## Try it
Your job is to report every line of the entries that has "self".

══ Records ══

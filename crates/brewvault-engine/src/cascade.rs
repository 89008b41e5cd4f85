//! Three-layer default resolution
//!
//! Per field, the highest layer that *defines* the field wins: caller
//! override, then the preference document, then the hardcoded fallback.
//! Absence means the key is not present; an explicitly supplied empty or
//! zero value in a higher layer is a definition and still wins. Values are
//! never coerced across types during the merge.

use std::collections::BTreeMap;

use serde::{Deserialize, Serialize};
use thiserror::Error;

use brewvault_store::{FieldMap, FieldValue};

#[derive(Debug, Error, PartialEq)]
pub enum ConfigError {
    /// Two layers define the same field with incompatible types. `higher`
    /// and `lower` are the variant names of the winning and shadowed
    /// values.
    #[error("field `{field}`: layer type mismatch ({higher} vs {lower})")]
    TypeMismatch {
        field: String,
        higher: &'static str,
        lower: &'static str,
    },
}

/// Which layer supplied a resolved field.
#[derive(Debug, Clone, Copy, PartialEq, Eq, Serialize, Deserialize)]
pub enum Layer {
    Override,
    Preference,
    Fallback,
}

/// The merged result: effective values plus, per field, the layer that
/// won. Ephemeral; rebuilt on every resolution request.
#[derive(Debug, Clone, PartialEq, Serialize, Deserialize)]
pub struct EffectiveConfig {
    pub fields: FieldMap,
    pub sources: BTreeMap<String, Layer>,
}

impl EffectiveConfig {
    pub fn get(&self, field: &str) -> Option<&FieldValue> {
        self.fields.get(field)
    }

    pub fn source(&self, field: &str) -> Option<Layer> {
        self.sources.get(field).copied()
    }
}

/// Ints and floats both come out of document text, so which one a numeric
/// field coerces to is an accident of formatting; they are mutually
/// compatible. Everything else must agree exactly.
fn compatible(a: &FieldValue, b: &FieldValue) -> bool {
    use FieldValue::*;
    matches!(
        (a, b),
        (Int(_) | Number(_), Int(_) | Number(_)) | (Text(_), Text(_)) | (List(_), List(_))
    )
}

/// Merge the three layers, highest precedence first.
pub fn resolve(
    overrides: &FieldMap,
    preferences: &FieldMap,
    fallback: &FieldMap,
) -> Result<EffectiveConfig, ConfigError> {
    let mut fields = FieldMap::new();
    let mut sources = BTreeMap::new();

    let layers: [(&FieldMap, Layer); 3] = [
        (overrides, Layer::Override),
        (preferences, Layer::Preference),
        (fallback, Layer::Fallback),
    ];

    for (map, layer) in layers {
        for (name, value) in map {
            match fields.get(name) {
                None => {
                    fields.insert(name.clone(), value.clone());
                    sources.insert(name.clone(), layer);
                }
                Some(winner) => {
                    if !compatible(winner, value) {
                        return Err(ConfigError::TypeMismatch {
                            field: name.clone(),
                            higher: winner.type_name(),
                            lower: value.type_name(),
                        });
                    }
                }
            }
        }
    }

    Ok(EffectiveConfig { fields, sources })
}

═══

## Response below
    pub fn get(&self, field: &str) -> Option<&FieldValue> {
        self.fields.get(field)
    pub fn source(&self, field: &str) -> Option<Layer> {
        self.sources.get(field).copied()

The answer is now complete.